**Stored dataset items**
┄┄┄┄┄┄┄┄┄┄
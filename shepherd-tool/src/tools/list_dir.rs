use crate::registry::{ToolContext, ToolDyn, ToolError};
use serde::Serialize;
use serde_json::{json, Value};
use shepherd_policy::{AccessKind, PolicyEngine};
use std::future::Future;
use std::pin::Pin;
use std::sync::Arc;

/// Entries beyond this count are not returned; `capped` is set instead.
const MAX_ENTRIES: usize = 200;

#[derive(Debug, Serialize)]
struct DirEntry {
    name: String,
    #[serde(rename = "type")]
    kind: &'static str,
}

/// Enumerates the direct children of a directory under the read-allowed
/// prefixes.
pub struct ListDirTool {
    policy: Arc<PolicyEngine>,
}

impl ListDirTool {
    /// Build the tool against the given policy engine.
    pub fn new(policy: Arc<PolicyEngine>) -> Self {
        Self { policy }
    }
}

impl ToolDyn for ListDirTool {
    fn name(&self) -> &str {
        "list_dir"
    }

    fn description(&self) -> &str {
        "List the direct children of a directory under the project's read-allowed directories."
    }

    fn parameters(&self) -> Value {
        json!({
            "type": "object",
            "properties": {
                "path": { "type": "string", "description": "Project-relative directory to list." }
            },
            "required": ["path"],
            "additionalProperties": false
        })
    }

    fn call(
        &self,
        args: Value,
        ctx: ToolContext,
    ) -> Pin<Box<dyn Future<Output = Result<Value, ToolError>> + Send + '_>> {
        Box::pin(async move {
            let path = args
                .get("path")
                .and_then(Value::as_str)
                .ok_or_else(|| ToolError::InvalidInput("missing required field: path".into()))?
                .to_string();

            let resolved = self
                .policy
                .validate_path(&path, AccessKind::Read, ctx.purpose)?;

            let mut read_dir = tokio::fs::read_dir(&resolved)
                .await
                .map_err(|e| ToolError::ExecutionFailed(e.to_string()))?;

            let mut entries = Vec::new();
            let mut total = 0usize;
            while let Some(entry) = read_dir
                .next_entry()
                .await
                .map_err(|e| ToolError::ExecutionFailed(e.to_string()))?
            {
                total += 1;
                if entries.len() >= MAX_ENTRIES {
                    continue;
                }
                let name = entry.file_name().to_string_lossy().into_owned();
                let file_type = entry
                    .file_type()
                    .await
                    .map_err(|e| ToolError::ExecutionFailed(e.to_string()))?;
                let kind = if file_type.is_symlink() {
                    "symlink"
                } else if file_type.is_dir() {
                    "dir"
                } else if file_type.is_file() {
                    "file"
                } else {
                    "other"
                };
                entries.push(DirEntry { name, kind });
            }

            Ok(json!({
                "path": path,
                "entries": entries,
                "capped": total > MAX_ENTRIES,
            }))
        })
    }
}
┄┄┄┄┄┄┄┄┄┄
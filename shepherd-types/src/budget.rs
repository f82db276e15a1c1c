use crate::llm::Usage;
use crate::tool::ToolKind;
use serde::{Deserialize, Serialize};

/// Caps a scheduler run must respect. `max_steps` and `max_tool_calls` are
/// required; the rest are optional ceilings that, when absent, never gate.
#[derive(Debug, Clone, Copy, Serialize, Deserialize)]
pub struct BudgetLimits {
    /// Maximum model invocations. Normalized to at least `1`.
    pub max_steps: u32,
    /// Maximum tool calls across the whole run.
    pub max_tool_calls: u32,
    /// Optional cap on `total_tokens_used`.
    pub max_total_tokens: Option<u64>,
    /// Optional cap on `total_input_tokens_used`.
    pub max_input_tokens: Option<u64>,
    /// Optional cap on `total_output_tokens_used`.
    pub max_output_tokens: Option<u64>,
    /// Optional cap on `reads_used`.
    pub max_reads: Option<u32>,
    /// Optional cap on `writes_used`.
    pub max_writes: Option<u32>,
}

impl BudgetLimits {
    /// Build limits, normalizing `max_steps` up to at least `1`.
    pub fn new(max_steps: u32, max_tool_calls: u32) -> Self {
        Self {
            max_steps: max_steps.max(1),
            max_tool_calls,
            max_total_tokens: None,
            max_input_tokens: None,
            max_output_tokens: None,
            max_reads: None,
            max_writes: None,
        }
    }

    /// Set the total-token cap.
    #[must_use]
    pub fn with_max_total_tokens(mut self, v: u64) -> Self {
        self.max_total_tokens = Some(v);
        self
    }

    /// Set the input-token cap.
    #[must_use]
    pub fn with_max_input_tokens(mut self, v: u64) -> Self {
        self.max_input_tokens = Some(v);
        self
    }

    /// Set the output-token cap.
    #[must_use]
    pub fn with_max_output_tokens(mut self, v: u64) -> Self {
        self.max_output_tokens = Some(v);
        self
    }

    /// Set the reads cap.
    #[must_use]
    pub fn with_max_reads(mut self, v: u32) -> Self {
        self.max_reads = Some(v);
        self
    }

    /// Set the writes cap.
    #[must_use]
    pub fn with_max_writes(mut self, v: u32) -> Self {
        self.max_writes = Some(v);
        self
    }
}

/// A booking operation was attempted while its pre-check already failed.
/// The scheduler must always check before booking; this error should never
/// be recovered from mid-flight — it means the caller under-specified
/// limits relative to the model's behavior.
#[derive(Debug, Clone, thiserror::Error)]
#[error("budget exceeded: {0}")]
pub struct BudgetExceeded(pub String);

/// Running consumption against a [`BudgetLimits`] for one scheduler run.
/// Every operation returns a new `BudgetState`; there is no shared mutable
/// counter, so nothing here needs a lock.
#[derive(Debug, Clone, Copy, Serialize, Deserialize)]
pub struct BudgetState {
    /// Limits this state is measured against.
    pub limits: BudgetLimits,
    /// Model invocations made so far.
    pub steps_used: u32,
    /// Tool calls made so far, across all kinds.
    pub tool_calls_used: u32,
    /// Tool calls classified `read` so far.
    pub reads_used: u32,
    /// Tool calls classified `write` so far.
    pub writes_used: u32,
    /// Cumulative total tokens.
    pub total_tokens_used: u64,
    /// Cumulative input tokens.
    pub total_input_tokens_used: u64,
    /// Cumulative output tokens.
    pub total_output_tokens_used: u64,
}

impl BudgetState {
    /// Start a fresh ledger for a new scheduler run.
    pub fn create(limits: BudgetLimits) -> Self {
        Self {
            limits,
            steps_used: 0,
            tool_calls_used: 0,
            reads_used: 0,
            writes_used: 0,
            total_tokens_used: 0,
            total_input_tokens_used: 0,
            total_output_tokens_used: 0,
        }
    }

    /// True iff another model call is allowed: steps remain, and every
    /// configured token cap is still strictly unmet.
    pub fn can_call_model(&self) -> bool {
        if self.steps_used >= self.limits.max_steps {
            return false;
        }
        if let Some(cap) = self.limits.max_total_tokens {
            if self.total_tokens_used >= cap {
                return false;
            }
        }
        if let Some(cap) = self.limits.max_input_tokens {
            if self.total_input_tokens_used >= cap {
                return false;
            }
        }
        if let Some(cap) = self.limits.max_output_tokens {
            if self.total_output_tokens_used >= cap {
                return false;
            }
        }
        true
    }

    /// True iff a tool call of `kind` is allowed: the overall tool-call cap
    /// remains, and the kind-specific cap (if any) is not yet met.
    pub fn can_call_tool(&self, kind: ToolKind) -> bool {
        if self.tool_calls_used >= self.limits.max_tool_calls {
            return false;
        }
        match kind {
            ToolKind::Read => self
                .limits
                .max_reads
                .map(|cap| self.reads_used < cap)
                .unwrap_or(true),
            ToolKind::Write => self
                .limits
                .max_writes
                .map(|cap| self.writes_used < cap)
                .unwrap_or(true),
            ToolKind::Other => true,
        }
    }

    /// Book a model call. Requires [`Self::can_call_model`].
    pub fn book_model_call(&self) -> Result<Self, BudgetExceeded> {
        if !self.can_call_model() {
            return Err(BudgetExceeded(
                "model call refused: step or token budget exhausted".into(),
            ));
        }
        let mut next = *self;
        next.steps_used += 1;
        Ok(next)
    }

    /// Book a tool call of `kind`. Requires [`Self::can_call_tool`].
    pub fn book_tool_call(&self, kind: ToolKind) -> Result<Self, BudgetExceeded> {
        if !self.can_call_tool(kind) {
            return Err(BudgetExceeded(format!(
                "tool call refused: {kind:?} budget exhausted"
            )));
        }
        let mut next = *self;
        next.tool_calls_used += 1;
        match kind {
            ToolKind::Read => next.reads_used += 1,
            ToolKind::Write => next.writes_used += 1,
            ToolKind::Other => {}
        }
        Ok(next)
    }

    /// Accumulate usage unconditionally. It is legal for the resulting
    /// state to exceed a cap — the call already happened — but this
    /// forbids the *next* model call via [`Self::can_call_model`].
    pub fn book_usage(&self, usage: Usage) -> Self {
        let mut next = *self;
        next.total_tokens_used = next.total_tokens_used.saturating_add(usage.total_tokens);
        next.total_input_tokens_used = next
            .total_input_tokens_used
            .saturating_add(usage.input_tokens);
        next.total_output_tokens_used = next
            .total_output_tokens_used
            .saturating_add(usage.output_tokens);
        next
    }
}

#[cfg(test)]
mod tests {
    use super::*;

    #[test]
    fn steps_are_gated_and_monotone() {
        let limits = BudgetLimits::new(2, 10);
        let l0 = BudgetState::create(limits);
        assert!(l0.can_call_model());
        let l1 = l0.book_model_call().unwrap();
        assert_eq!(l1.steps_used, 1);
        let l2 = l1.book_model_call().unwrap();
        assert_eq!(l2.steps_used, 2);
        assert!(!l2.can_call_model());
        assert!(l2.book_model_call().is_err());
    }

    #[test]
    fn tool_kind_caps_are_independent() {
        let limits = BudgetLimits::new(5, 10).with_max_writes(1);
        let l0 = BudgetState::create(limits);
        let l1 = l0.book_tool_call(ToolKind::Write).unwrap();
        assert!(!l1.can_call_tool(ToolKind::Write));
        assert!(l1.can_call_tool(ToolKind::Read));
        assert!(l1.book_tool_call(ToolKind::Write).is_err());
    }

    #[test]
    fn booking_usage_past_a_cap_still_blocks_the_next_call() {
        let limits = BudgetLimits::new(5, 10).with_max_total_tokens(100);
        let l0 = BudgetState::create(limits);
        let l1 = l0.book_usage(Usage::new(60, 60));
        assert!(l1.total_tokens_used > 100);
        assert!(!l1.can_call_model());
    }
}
┄┄┄┄┄┄┄┄┄┄
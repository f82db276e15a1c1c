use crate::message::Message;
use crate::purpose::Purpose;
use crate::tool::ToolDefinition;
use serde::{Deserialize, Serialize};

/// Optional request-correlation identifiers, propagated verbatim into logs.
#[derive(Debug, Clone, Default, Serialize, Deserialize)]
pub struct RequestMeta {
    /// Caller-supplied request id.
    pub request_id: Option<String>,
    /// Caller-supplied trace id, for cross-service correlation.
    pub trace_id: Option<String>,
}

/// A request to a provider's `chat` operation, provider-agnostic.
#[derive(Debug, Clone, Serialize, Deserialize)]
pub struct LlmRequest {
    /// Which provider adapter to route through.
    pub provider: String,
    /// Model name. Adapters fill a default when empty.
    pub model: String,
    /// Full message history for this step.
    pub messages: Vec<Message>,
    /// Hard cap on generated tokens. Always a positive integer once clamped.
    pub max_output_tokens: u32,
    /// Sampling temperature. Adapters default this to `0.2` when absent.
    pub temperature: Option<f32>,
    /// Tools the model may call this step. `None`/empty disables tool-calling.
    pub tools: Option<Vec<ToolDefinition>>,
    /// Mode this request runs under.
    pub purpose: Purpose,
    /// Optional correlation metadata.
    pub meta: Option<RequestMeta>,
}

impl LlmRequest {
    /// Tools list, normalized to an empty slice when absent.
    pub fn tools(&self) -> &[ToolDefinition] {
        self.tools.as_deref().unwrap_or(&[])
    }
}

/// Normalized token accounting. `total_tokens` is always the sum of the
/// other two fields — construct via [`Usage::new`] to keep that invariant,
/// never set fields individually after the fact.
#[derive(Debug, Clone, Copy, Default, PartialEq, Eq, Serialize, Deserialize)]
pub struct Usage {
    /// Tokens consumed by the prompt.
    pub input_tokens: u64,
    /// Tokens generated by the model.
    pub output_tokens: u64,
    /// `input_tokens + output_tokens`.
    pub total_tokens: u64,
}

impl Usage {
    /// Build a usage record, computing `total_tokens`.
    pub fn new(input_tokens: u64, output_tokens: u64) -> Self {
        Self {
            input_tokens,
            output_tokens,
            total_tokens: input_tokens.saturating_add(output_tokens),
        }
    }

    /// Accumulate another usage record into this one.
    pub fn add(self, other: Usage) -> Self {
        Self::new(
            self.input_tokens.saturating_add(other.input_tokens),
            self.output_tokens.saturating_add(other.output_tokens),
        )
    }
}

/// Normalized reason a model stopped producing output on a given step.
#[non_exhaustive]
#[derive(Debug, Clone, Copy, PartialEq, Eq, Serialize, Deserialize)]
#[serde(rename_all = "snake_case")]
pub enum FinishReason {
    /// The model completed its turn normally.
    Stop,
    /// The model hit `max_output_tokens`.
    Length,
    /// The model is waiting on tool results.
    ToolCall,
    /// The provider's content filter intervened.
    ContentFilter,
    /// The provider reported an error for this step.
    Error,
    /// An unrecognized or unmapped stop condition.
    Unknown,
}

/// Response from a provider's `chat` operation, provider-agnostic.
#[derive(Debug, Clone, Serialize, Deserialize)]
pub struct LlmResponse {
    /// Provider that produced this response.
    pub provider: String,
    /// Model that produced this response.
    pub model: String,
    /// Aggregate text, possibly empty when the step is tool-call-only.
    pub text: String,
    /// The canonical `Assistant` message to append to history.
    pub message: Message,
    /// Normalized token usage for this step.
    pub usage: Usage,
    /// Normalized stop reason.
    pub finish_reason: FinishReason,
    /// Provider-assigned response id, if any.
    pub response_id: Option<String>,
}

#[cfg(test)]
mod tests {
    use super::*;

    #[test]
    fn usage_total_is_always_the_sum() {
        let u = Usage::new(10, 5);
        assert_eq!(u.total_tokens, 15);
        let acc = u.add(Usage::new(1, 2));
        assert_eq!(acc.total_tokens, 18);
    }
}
┄┄┄┄┄┄┄┄┄┄
Both end lines included, restate word for word the lines above from the line with "if self.total_input_tokens_used >= cap" to the line with "overall tool-call cap", and nothing else.

**Written answer**
            if self.total_input_tokens_used >= cap {
                return false;
            }
        }
        if let Some(cap) = self.limits.max_output_tokens {
            if self.total_output_tokens_used >= cap {
                return false;
            }
        }
        true
    }

    /// True iff a tool call of `kind` is allowed: the overall tool-call cap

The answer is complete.